# Breathless Agony road conditions, tire selection?



## Kristatos (Jan 10, 2008)

I am reg'd for this and will be my first time on those roads in 20 years. Any feedback on road conditions? Will I be ok with Conti GP4000s? Anyone recommend going up to 25Cs or are 23 good enough? I heard there may be some rough sections of road on the BA website, and just want to be prepared. Thanks.


----------



## lesper4 (Jul 15, 2008)

I road last year with brand new 23's cheap Os from REI.


----------



## Kristatos (Jan 10, 2008)

lesper4 said:


> I road last year with brand new 23's cheap Os from REI.

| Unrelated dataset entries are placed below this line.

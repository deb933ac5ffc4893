use serde::Serialize;
use std::fmt;
use std::fs;
use std::path::{Path, PathBuf};
use tracing::{debug, info, warn};

use crate::builders::checker;
use crate::builders::storage::BackupStore;
use crate::core::config::FixerConfig;
use crate::core::error::{FixerError, Result};

const DIRECTIVE_MARKER: &[u8] = b"#!";

/// Whether the patcher may write to disk.
#[derive(Debug, Clone, Copy, PartialEq, Eq)]
pub enum PatchMode {
    /// Restore leftover backups and insert missing declarations.
    Apply,
    /// Inspect only. Leftover backups are reported, never consumed.
    CheckOnly,
}

/// What happened to a single file.
#[derive(Debug, Clone, Copy, PartialEq, Eq, Serialize)]
#[serde(rename_all = "snake_case")]
pub enum PatchAction {
    AlreadyCompliant,
    Patched,
    /// Check-only mode found the file non-compliant.
    WouldPatch,
}

impl fmt::Display for PatchAction {
    fn fmt(&self, f: &mut fmt::Formatter<'_>) -> fmt::Result {
        match self {
            PatchAction::AlreadyCompliant => write!(f, "already-compliant"),
            PatchAction::Patched => write!(f, "patched"),
            PatchAction::WouldPatch => write!(f, "would-patch"),
        }
    }
}

#[derive(Debug, Clone, PartialEq, Eq, Serialize)]
pub struct PatchReport {
    pub path: PathBuf,
    pub action: PatchAction,
    /// A backup from an interrupted run was found. In `Apply` mode the file
    /// was restored from it before being checked.
    pub recovered_from_backup: bool,
}

/// Makes single files compliant with a crash-safe two-phase write:
/// backup, rewrite, drop backup.
pub struct FilePatcher {
    declaration: Vec<u8>,
    store: Box<dyn BackupStore>,
    mode: PatchMode,
}

impl FilePatcher {
    pub fn new(config: &FixerConfig, store: Box<dyn BackupStore>, mode: PatchMode) -> Self {
        Self {
            declaration: config.declaration_line().into_bytes(),
            store,
            mode,
        }
    }

    pub fn mode(&self) -> PatchMode {
        self.mode
    }

    /// Ensures `path` declares an encoding on line 1 or 2.
    ///
    /// A leftover backup is restored first, so the check and any rewrite run
    /// against the content the interrupted run started from. A read failure
    /// on the target propagates before any backup is written; a failed
    /// commit leaves the backup in place for the next run.
    pub fn patch(&mut self, path: &Path) -> Result<PatchReport> {
        let pending = self.store.pending(path)?;
        let recovered_from_backup = pending.is_some();

        let content = match pending {
            Some(saved) => {
                println!("ℹ️  Backup file found for {}", path.display());
                if self.mode == PatchMode::Apply {
                    self.restore(path, &saved)?;
                } else {
                    warn!(path = %path.display(), "leftover backup not restored in check-only mode");
                }
                saved
            }
            None => fs::read(path).map_err(|e| FixerError::read(path, e))?,
        };

        let action = if checker::content_is_compliant(&content) {
            debug!(path = %path.display(), "already compliant");
            PatchAction::AlreadyCompliant
        } else {
            match self.mode {
                PatchMode::CheckOnly => PatchAction::WouldPatch,
                PatchMode::Apply => {
                    self.rewrite(path, &content)?;
                    PatchAction::Patched
                }
            }
        };

        Ok(PatchReport {
            path: path.to_path_buf(),
            action,
            recovered_from_backup,
        })
    }

    fn restore(&mut self, path: &Path, saved: &[u8]) -> Result<()> {
        println!("ℹ️  Restoring {} from its backup", path.display());
        fs::write(path, saved).map_err(|e| FixerError::write(path, e))?;
        self.store.discard(path)?;
        println!("✓ Recovered {}", path.display());
        info!(path = %path.display(), "recovered from backup");
        Ok(())
    }

    fn rewrite(&mut self, path: &Path, original: &[u8]) -> Result<()> {
        self.store.store(path, original)?;

        let patched = insert_declaration(original, &self.declaration);
        fs::write(path, patched).map_err(|e| FixerError::write(path, e))?;

        self.store.discard(path)?;
        info!(path = %path.display(), "inserted encoding declaration");
        Ok(())
    }
}

/// Builds the patched content. An interpreter directive stays on line 1 and
/// the declaration goes on line 2; otherwise the declaration leads.
pub fn insert_declaration(content: &[u8], declaration: &[u8]) -> Vec<u8> {
    let mut out = Vec::with_capacity(content.len() + declaration.len() + 1);

    if content.starts_with(DIRECTIVE_MARKER) {
        let split = content
            .iter()
            .position(|b| *b == b'\n')
            .map_or(content.len(), |i| i + 1);
        let (directive, rest) = content.split_at(split);
        out.extend_from_slice(directive);
        if !directive.ends_with(b"\n") {
            out.push(b'\n');
        }
        out.extend_from_slice(declaration);
        out.extend_from_slice(rest);
    } else {
        out.extend_from_slice(declaration);
        out.extend_from_slice(content);
    }

    out
}
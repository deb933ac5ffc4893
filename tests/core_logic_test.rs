use pep263_fixer::builders::checker;
use pep263_fixer::builders::collector::collect_source_files;
use pep263_fixer::builders::patcher::{FilePatcher, PatchAction, PatchMode};
use pep263_fixer::builders::storage::{BackupStore, SiblingFileBackup};
use pep263_fixer::core::config::FixerConfig;
use pep263_fixer::core::error::FixerError;
use std::fs;
use std::path::Path;
use tempfile::TempDir;

fn setup_tree() -> TempDir {
    let dir = tempfile::tempdir().unwrap();
    let root = dir.path();
    fs::create_dir_all(root.join("pkg/migrations/deeper")).unwrap();
    fs::write(root.join("pkg/a.py"), "a = 1\n").unwrap();
    fs::write(root.join("pkg/migrations/x.py"), "x = 1\n").unwrap();
    fs::write(root.join("pkg/migrations/deeper/y.py"), "y = 1\n").unwrap();
    dir
}

fn patcher(config: &FixerConfig) -> FilePatcher {
    FilePatcher::new(
        config,
        Box::new(SiblingFileBackup::from_config(config)),
        PatchMode::Apply,
    )
}

#[test]
fn test_core_workflow() {
    let td = setup_tree();
    let root = td.path();
    let config = FixerConfig::default();

    // 1. Collect
    let files = collect_source_files(root, &config).unwrap();
    assert_eq!(files, vec![root.join("pkg/a.py")]);

    // 2. Check
    assert!(!checker::is_compliant(&files[0]).unwrap());

    // 3. Patch
    let mut patcher = patcher(&config);
    let report = patcher.patch(&files[0]).unwrap();
    assert_eq!(report.action, PatchAction::Patched);
    assert!(checker::is_compliant(&files[0]).unwrap());

    // 4. Excluded files were never touched
    assert_eq!(
        fs::read_to_string(root.join("pkg/migrations/x.py")).unwrap(),
        "x = 1\n"
    );
    assert_eq!(
        fs::read_to_string(root.join("pkg/migrations/deeper/y.py")).unwrap(),
        "y = 1\n"
    );
}

#[test]
fn test_relative_path_is_invalid_argument() {
    let err = collect_source_files(Path::new("pkg"), &FixerConfig::default()).unwrap_err();
    assert!(matches!(err, FixerError::InvalidArgument { .. }));
    assert!(err.to_string().contains("must be absolute"));
}

#[test]
fn test_recovery_uses_backup_content_before_checking() {
    let td = tempfile::tempdir().unwrap();
    let target = td.path().join("mod.py");
    let config = FixerConfig::default();
    let mut store = SiblingFileBackup::from_config(&config);

    fs::write(&target, "# -*- coding: utf-8 -*-\npartially rewritten\n").unwrap();
    store.store(&target, b"pre-patch line 1\npre-patch line 2\n").unwrap();

    let report = patcher(&config).patch(&target).unwrap();

    // the compliant-looking target was discarded in favour of the backup
    assert!(report.recovered_from_backup);
    assert_eq!(report.action, PatchAction::Patched);
    assert_eq!(
        fs::read_to_string(&target).unwrap(),
        "# -*- coding: UTF-8 -*-\npre-patch line 1\npre-patch line 2\n"
    );
    assert!(store.pending(&target).unwrap().is_none());
}

#[test]
fn test_declaration_beyond_line_two_gets_a_new_one() {
    let td = tempfile::tempdir().unwrap();
    let target = td.path().join("late.py");
    let original = "\"\"\"Docstring.\"\"\"\n\n# -*- coding: utf-8 -*-\n";
    fs::write(&target, original).unwrap();

    patcher(&FixerConfig::default()).patch(&target).unwrap();

    assert_eq!(
        fs::read_to_string(&target).unwrap(),
        format!("# -*- coding: UTF-8 -*-\n{original}")
    );
}
use anyhow::{Context, Result};
use clap::ValueEnum;
use colored::Colorize;

use crate::core::engine::RunSummary;

/// Output formats accepted by `--report`.
#[derive(Debug, Clone, Copy, PartialEq, Eq, ValueEnum)]
pub enum ReportFormat {
    Console,
    Json,
    Yaml,
    Toml,
}

/// Turns the outcome of a pass into text for stdout.
pub trait RunReporter {
    /// Renders a finished pass.
    ///
    /// # Arguments
    /// * `summary`: The summary returned by `FixEngine::run`.
    ///
    /// # Returns
    /// A `Result<String>` with the full report. Structured formats fail only
    /// when the summary cannot be serialized.
    fn render(&self, summary: &RunSummary) -> Result<String>;
}

/// Human-readable report for the terminal.
pub struct ConsoleReporter;

impl ConsoleReporter {
    pub fn new() -> Self {
        Self
    }

    fn section(&self, out: &mut String, icon: &str, title: &str, paths: &[std::path::PathBuf]) {
        if paths.is_empty() {
            return;
        }
        out.push_str(&format!("\n{icon} {title}:\n"));
        for path in paths {
            out.push_str(&format!("  └─ {}\n", path.display()));
        }
    }
}

impl Default for ConsoleReporter {
    fn default() -> Self {
        Self::new()
    }
}

impl RunReporter for ConsoleReporter {
    fn render(&self, summary: &RunSummary) -> Result<String> {
        let mut out = String::new();
        out.push_str(&format!("{}\n", "📊 PEP-0263 Report".cyan().bold()));
        out.push_str("==================\n");
        out.push_str(&format!("Root: {}\n", summary.root.display()));

        self.section(&mut out, "🟢", "Patched", &summary.patched);
        self.section(&mut out, "🟡", "Missing a declaration", &summary.non_compliant);
        self.section(&mut out, "♻️ ", "Recovered from backup", &summary.recovered);
        self.section(&mut out, "⏸️ ", "Backup pending (not restored)", &summary.pending_backups);

        if !summary.failures.is_empty() {
            out.push_str("\n🔴 Failed:\n");
            for failure in &summary.failures {
                out.push_str(&format!(
                    "  └─ {}: {}\n",
                    failure.path.display(),
                    failure.error.red()
                ));
            }
        }

        out.push_str("\n📈 Summary:\n");
        out.push_str(&format!("  Files scanned: {}\n", summary.files_scanned));
        out.push_str(&format!("  Already compliant: {}\n", summary.already_compliant));
        if summary.check_only {
            out.push_str(&format!("  Missing a declaration: {}\n", summary.non_compliant.len()));
        } else {
            out.push_str(&format!("  Patched: {}\n", summary.patched.len()));
        }
        if summary.check_only {
            out.push_str(&format!("  Pending backups: {}\n", summary.pending_backups.len()));
        } else {
            out.push_str(&format!("  Recovered: {}\n", summary.recovered.len()));
        }
        out.push_str(&format!("  Failed: {}\n", summary.failures.len()));

        Ok(out)
    }
}

/// Serializes the summary for tooling.
pub struct StructuredReporter {
    format: ReportFormat,
}

impl StructuredReporter {
    pub fn new(format: ReportFormat) -> Self {
        Self { format }
    }
}

impl RunReporter for StructuredReporter {
    fn render(&self, summary: &RunSummary) -> Result<String> {
        let content = match self.format {
            ReportFormat::Json => {
                serde_json::to_string_pretty(summary).context("Failed to serialize to JSON")?
            }
            ReportFormat::Yaml => {
                serde_yaml::to_string(summary).context("Failed to serialize to YAML")?
            }
            ReportFormat::Toml => {
                toml::to_string_pretty(summary).context("Failed to serialize to TOML")?
            }
            ReportFormat::Console => return ConsoleReporter::new().render(summary),
        };
        Ok(content)
    }
}

pub fn reporter_for(format: ReportFormat) -> Box<dyn RunReporter> {
    match format {
        ReportFormat::Console => Box::new(ConsoleReporter::new()),
        other => Box::new(StructuredReporter::new(other)),
    }
}
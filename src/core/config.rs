use anyhow::{Context, Result};
use serde::{Deserialize, Serialize};
use std::fs;
use std::path::{Path, PathBuf};

use crate::builders::validator::{ConfigValidator, StandardValidator};
use crate::core::error::FixerError;

pub const DEFAULT_CODING: &str = "UTF-8";
pub const DEFAULT_EXTENSION: &str = "py";
pub const DEFAULT_EXCLUDED_DIR: &str = "migrations";
pub const DEFAULT_BACKUP_SUFFIX: &str = ".checker";

/// Settings for one fixing pass.
///
/// Every component receives this value explicitly, so several encodings can
/// be exercised side by side (tests, the self-test) without shared state.
#[derive(Debug, Serialize, Deserialize, Clone, PartialEq, Eq)]
#[serde(default)]
pub struct FixerConfig {
    /// Encoding name written into inserted declarations. Case is preserved.
    pub coding: String,
    /// Extension (without the dot) of the files collected from the tree.
    pub extension: String,
    /// Directory name pruned from the walk together with its subtree.
    pub excluded_dir: String,
    /// Suffix appended to a file path to name its backup.
    pub backup_suffix: String,
    /// Abort the whole pass on the first per-file failure.
    pub fail_fast: bool,
}

impl Default for FixerConfig {
    fn default() -> Self {
        Self {
            coding: DEFAULT_CODING.to_string(),
            extension: DEFAULT_EXTENSION.to_string(),
            excluded_dir: DEFAULT_EXCLUDED_DIR.to_string(),
            backup_suffix: DEFAULT_BACKUP_SUFFIX.to_string(),
            fail_fast: false,
        }
    }
}

impl FixerConfig {
    pub fn with_coding(mut self, coding: impl Into<String>) -> Self {
        self.coding = coding.into();
        self
    }

    /// The exact line inserted into non-compliant files, newline included.
    pub fn declaration_line(&self) -> String {
        format!("# -*- coding: {} -*-\n", self.coding)
    }

    /// Runs the standard validator and turns any issue into an error.
    pub fn validate(&self) -> std::result::Result<(), FixerError> {
        let issues = StandardValidator::new().validate_config(self);
        if issues.is_empty() {
            Ok(())
        } else {
            Err(FixerError::Config(issues))
        }
    }
}

/// Command-line values that take precedence over the configuration file.
#[derive(Debug, Default, Clone)]
pub struct ConfigOverrides {
    pub coding: Option<String>,
    pub fail_fast: bool,
}

pub trait ConfigProvider {
    fn load_config(&self) -> Result<FixerConfig>;
    fn get_config_path(&self) -> Option<&Path>;
}

/// Resolves the effective `FixerConfig` from an optional TOML file and the
/// command-line overrides.
pub struct ConfigManager {
    config_path: Option<PathBuf>,
    overrides: ConfigOverrides,
}

impl ConfigManager {
    pub fn new(config_path: Option<PathBuf>, overrides: ConfigOverrides) -> Self {
        Self {
            config_path,
            overrides,
        }
    }

    /// Loads, applies overrides and validates in one step.
    pub fn resolve(&self) -> Result<FixerConfig> {
        let config = self.load_config()?;
        config.validate()?;
        tracing::debug!(?config, "resolved configuration");
        Ok(config)
    }
}

impl ConfigProvider for ConfigManager {
    fn load_config(&self) -> Result<FixerConfig> {
        let mut config = match &self.config_path {
            Some(path) => {
                let content = fs::read_to_string(path).with_context(|| {
                    format!("Failed to read config file {}", path.display())
                })?;
                toml::from_str(&content).with_context(|| {
                    format!("Failed to parse config file {}", path.display())
                })?
            }
            None => FixerConfig::default(),
        };

        if let Some(coding) = &self.overrides.coding {
            config.coding = coding.clone();
        }
        if self.overrides.fail_fast {
            config.fail_fast = true;
        }

        Ok(config)
    }

    fn get_config_path(&self) -> Option<&Path> {
        self.config_path.as_deref()
    }
}

#[cfg(test)]
mod tests {
    use super::*;
    use tempfile::tempdir;

    #[test]
    fn test_default_declaration_line() {
        let config = FixerConfig::default();
        assert_eq!(config.declaration_line(), "# -*- coding: UTF-8 -*-\n");
    }

    #[test]
    fn test_coding_case_is_preserved() {
        let config = FixerConfig::default().with_coding("utf-8");
        assert_eq!(config.declaration_line(), "# -*- coding: utf-8 -*-\n");
    }

    #[test]
    fn test_load_partial_toml_keeps_defaults() {
        let dir = tempdir().unwrap();
        let path = dir.path().join("fixer.toml");
        fs::write(&path, "coding = \"latin-1\"\nfail_fast = true\n").unwrap();

        let manager = ConfigManager::new(Some(path.clone()), ConfigOverrides::default());
        let config = manager.resolve().unwrap();

        assert_eq!(config.coding, "latin-1");
        assert!(config.fail_fast);
        assert_eq!(config.extension, "py");
        assert_eq!(config.excluded_dir, "migrations");
        assert_eq!(manager.get_config_path(), Some(path.as_path()));
    }

    #[test]
    fn test_overrides_win_over_file() {
        let dir = tempdir().unwrap();
        let path = dir.path().join("fixer.toml");
        fs::write(&path, "coding = \"latin-1\"\n").unwrap();

        let overrides = ConfigOverrides {
            coding: Some("cp-1252".to_string()),
            fail_fast: false,
        };
        let config = ConfigManager::new(Some(path), overrides).resolve().unwrap();
        assert_eq!(config.coding, "cp-1252");
    }

    #[test]
    fn test_resolve_rejects_unrecognizable_coding() {
        let overrides = ConfigOverrides {
            coding: Some("ascii".to_string()),
            fail_fast: false,
        };
        let result = ConfigManager::new(None, overrides).resolve();
        assert!(result.is_err());
    }

    #[test]
    fn test_missing_config_file_is_an_error() {
        let manager = ConfigManager::new(
            Some(PathBuf::from("/definitely/not/here.toml")),
            ConfigOverrides::default(),
        );
        assert!(manager.resolve().is_err());
    }
}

Thanks for the response. I heard from someone today that a stretch of one road is torn up and is unpaved. I'm not sure how bad it is, but am leaning towards heavier duty wheels/tires so I don't have to worry about flats.


----------



## lesper4 (Jul 15, 2008)

Yeah Oak Glen has a .9 mile stretch that is hard packed dirt


----------



## Kristatos (Jan 10, 2008)

lesper4 said:


> Yeah Oak Glen has a .9 mile stretch that is hard packed dirt


Thanks - I appreciate the pic - gives me a good idea of what's in store. Doesn't look too bad, I'm looking forward to Saturday.


----------